[Materials provided — start]
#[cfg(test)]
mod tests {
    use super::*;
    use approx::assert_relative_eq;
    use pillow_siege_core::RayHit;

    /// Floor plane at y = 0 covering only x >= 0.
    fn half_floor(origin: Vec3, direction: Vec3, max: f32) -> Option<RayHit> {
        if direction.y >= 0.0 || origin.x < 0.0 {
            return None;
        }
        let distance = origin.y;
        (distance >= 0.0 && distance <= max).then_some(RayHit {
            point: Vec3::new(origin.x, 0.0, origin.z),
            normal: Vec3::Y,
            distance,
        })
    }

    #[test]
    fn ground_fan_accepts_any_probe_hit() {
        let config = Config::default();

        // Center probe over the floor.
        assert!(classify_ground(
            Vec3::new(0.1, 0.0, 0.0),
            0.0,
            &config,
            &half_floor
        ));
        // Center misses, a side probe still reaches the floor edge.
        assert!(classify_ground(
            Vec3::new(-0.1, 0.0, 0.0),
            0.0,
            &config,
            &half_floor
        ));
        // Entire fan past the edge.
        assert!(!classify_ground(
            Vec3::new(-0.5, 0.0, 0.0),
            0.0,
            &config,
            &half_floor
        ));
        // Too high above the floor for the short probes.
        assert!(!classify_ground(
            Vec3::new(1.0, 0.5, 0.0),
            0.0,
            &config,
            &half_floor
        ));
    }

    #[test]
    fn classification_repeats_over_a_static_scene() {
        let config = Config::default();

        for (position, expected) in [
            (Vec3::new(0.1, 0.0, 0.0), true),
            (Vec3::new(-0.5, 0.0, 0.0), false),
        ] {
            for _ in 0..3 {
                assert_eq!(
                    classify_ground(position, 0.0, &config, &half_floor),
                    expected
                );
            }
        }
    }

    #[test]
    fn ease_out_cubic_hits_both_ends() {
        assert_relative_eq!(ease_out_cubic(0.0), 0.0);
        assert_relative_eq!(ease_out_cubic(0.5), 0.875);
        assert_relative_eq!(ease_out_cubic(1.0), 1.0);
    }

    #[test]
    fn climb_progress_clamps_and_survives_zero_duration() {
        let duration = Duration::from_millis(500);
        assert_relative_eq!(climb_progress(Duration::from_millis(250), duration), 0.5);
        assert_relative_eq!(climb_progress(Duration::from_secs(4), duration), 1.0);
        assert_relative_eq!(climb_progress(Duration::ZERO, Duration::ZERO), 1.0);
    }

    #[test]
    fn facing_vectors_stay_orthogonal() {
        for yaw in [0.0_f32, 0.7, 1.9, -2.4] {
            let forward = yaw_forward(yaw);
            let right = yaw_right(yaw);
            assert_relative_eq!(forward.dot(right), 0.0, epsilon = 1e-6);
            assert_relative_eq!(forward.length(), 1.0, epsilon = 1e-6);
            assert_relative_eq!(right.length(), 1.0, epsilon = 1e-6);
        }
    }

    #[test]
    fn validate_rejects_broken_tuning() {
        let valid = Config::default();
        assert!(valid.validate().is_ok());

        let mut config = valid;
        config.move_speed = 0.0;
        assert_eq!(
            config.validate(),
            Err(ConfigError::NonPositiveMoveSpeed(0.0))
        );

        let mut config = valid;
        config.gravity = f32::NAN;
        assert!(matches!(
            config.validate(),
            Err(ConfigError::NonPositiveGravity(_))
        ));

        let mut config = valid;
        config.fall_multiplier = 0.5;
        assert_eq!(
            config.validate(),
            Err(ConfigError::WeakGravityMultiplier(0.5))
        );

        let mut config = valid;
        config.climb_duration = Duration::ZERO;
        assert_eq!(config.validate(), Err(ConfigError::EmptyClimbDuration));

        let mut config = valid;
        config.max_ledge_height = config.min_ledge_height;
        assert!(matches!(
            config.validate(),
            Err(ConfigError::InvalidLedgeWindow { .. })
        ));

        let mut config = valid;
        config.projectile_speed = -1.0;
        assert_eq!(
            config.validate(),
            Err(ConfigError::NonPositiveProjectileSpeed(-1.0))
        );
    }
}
[Materials provided — finish]
Every line in the entries above that has the word "RayHit" should be identified and copied.

    use pillow_siege_core::RayHit;
    fn half_floor(origin: Vec3, direction: Vec3, max: f32) -> Option<RayHit> {
        (distance >= 0.0 && distance <= max).then_some(RayHit {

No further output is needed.